Now, I realize this is exactly the "worst time" to be trying to make a career change in many people's eyes (my parents), but I look at it differently. Like you mentioned Mea, and others before, "sales are down everywhere" and that goes for landscaping too. I wasn't getting rich doing landscaping, the market had slowed to a complete crawl. Home prices are down, so no one looks at landscaping as an investment anymore, it's more self indulgent I guess, and generally speaking, not a cheap indulgence.

 

Living in Hawaii, I realize we have two giant advantages and one big disadvantage to living here. The two advantages are that 1. we have a steady stream of visitors who are looking for any excuse to buy something and 2. we have a huge percentage of millionaires that reside or visit their 2nd home here.
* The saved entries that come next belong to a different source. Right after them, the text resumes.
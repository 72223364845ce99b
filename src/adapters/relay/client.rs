//! Outbound progress relay connection (processing service side).
//!
//! A single background task owns the WebSocket to the API server. Events
//! are handed to it through an unbounded channel; while the link is down
//! they accumulate in a local queue and are flushed in order on
//! reconnect, so no progress event is lost to a relay outage. The task is
//! the only owner of the connection, which also guarantees at most one
//! reconnect attempt is ever pending.

use crate::domain::pid::ProcessId;
use crate::domain::protocol::{DetailedProgress, RelayEvent};
use crate::ports::notifier::ProgressSink;
use async_trait::async_trait;
use chrono::Utc;
use futures::{SinkExt, StreamExt};
use serde_json::Value;
use std::collections::VecDeque;
use std::time::Duration;
use tokio::sync::mpsc;
use tokio_tungstenite::connect_async;
use tokio_tungstenite::tungstenite::Message;
use tracing::{debug, info, warn};

const RECONNECT_DELAY: Duration = Duration::from_secs(3);
const PING_INTERVAL: Duration = Duration::from_secs(30);

#[derive(Clone)]
pub struct ProgressRelayClient {
    tx: mpsc::UnboundedSender<RelayEvent>,
}

impl ProgressRelayClient {
    /// Spawn the relay task. Returns immediately; the connection is
    /// established (and re-established) in the background.
    pub fn connect(url: String) -> Self {
        let (tx, rx) = mpsc::unbounded_channel();
        tokio::spawn(relay_loop(url, rx));
        Self { tx }
    }

    fn enqueue(&self, event: RelayEvent) {
        // only fails when the relay task is gone, i.e. during shutdown
        if self.tx.send(event).is_err() {
            warn!("relay task stopped, progress event dropped");
        }
    }
}

#[async_trait]
impl ProgressSink for ProgressRelayClient {
    async fn progress(
        &self,
        pid: &ProcessId,
        user_id: &str,
        progress: u8,
        status: &str,
        detail: Option<DetailedProgress>,
    ) {
        self.enqueue(RelayEvent::Progress {
            pid: pid.clone(),
            user_id: user_id.to_string(),
            progress: progress.min(100),
            status: status.to_string(),
            detailed_progress: detail,
            timestamp: Utc::now(),
        });
    }

    async fn complete(&self, pid: &ProcessId, user_id: &str, result: Option<Value>) {
        self.enqueue(RelayEvent::Complete {
            pid: pid.clone(),
            user_id: user_id.to_string(),
            progress: 100,
            status: "completed".to_string(),
            result,
            timestamp: Utc::now(),
        });
    }

    async fn error(&self, pid: &ProcessId, user_id: &str, message: &str) {
        self.enqueue(RelayEvent::Error {
            pid: pid.clone(),
            user_id: user_id.to_string(),
            status: "failed".to_string(),
            error: message.to_string(),
            timestamp: Utc::now(),
        });
    }
}

async fn relay_loop(url: String, mut rx: mpsc::UnboundedReceiver<RelayEvent>) {
    let mut pending: VecDeque<RelayEvent> = VecDeque::new();

    loop {
        let ws = match connect_async(url.as_str()).await {
            Ok((ws, _)) => {
                info!(url = %url, queued = pending.len(), "relay connected");
                ws
            }
            Err(e) => {
                debug!(url = %url, error = %e, "relay connect failed, retrying");
                // keep accepting events while we wait out the backoff
                let deadline = tokio::time::sleep(RECONNECT_DELAY);
                tokio::pin!(deadline);
                loop {
                    tokio::select! {
                        _ = &mut deadline => break,
                        event = rx.recv() => match event {
                            Some(event) => pending.push_back(event),
                            None => {
                                info!("relay channel closed while disconnected, stopping");
                                return;
                            }
                        },
                    }
                }
                continue;
            }
        };

        let (mut write, mut read) = ws.split();

        // flush everything buffered during the outage, oldest first
        let mut flush_failed = false;
        while let Some(event) = pending.pop_front() {
            if let Err(e) = send_event(&mut write, &event).await {
                warn!(error = %e, "relay send failed during flush");
                pending.push_front(event);
                flush_failed = true;
                break;
            }
        }
        if flush_failed {
            continue;
        }

        let mut ping = tokio::time::interval(PING_INTERVAL);
        ping.tick().await; // first tick fires immediately

        let disconnected = loop {
            tokio::select! {
                _ = ping.tick() => {
                    if let Err(e) = write.send(Message::Ping(Vec::new())).await {
                        warn!(error = %e, "relay ping failed");
                        break true;
                    }
                }
                event = rx.recv() => match event {
                    Some(event) => {
                        if let Err(e) = send_event(&mut write, &event).await {
                            warn!(error = %e, "relay send failed");
                            pending.push_back(event);
                            break true;
                        }
                    }
                    None => {
                        let _ = write.close().await;
                        info!("relay channel closed, stopping");
                        break false;
                    }
                },
                frame = read.next() => match frame {
                    Some(Ok(Message::Ping(payload))) => {
                        let _ = write.send(Message::Pong(payload)).await;
                    }
                    Some(Ok(Message::Close(_))) | None => {
                        info!("relay connection closed by server");
                        break true;
                    }
                    Some(Ok(_)) => {} // nothing flows api -> media today
                    Some(Err(e)) => {
                        warn!(error = %e, "relay read error");
                        break true;
                    }
                },
            }
        };

        if !disconnected {
            return;
        }
        tokio::time::sleep(RECONNECT_DELAY).await;
    }
}

async fn send_event<S>(ws: &mut S, event: &RelayEvent) -> Result<(), S::Error>
where
    S: SinkExt<Message> + Unpin,
{
    let payload = serde_json::to_string(event).unwrap_or_else(|_| String::from("{}"));
    ws.send(Message::Text(payload)).await
}

#[cfg(test)]
mod tests {
    use super::*;

    #[tokio::test]
    async fn progress_is_clamped_to_100() {
        let (tx, mut rx) = mpsc::unbounded_channel();
        let client = ProgressRelayClient { tx };
        let pid = ProcessId::from("p1".to_string());

        client.progress(&pid, "u1", 140, "uploading", None).await;

        match rx.recv().await.unwrap() {
            RelayEvent::Progress { progress, .. } => assert_eq!(progress, 100),
            other => panic!("wrong event: {other:?}"),
        }
    }

    #[tokio::test]
    async fn terminal_events_carry_fixed_statuses() {
        let (tx, mut rx) = mpsc::unbounded_channel();
        let client = ProgressRelayClient { tx };
        let pid = ProcessId::from("p1".to_string());

        client
            .complete(&pid, "u1", Some(serde_json::json!({"ok": true})))
            .await;
        client.error(&pid, "u1", "probe failed").await;

        match rx.recv().await.unwrap() {
            RelayEvent::Complete { progress, status, .. } => {
                assert_eq!(progress, 100);
                assert_eq!(status, "completed");
            }
            other => panic!("wrong event: {other:?}"),
        }
        match rx.recv().await.unwrap() {
            RelayEvent::Error { status, error, .. } => {
                assert_eq!(status, "failed");
                assert_eq!(error, "probe failed");
            }
            other => panic!("wrong event: {other:?}"),
        }
    }

    #[test]
    fn events_serialize_with_type_tags() {
        let event = RelayEvent::Progress {
            pid: ProcessId::from("p1".to_string()),
            user_id: "u1".to_string(),
            progress: 40,
            status: "creating_720p".to_string(),
            detailed_progress: None,
            timestamp: Utc::now(),
        };
        let json: Value = serde_json::from_str(&serde_json::to_string(&event).unwrap()).unwrap();
        assert_eq!(json["type"], "progress");
        assert_eq!(json["userId"], "u1");
    }
}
However, the big disadvantage is that the economy is crap, and it was this way long before the recession hit. What that means is that local support for "handmade" is not what it is in many other parts of the country (and that is sad to start with if we are to compare ourselves to Japan or Europe) So this has led me to change what I make. I started out making production work- mugs, bowls, plates, water tumblers, large salad bowls, platters, etc. This led to my first failure. No one wants to lug home a huge bowl or even small bowls for that matter, and as I said the local support just isn't enough to carry me on it's own. As a result, and admittedly at my fiancee's convincing, I now make things that make great "gifts". I hate making jewlery, but my fiancee' loves it, Wall hangings, Wall Vases, Soap dishes, Vases, Tiles, and yes I keep my bowls, plates and mugs and tumblers, because they sell, but just not as fast as the other things. In addition to this I have invested the time needed to develop a line of architectural ceramics. I am going to be printing a brochure in a few weeks to be sent out to the "millionaire" crowd on our islands, as well as their designers, and architects. I feel this is a crucial point in my future success, because all though it was hard taking the 2 months off to develop a line, they are my large ticket items, and although I probably won't be selling them by the hundreds, they will be a great boost when an order comes in for them, and will help to carry me.

 

I'm really excited about this new approach because I feel I have taken the time, again at my fiancee's pushing (do you get that I am indebted to her? Us guys can be so hard headed some times:) to understand my market and adjust my products around it. I haven't lost myself or "sold out"(completely) to do it, since all my pieces are still done in my style, I haven't jumped to blues, greens, reds and other bright colors just to sell my work, I have kept it mine, but adjusted for what my market will buy and I guess that is what is necessary to do in these tough economic times; take time to reevaluate your work AND your customer base. Are you still making the things your customers want to buy? Has your clientele changed? Has their budget? Are there other avenues your work could take that are a bit more out of the box, but worth the investment of time to complete?

 

Again, you all are the ones making this happen; your making your living from the clay you sculpt each day, I'm not just quite yet, though very close and on my way, so please, call me out if I'm off point, but I do think these are pretty general "business" principals, we as artists just get more attached to our products than most other businesses and so that is perhaps why changes to suite the times are tough.

 

Any thoughts are appreciated.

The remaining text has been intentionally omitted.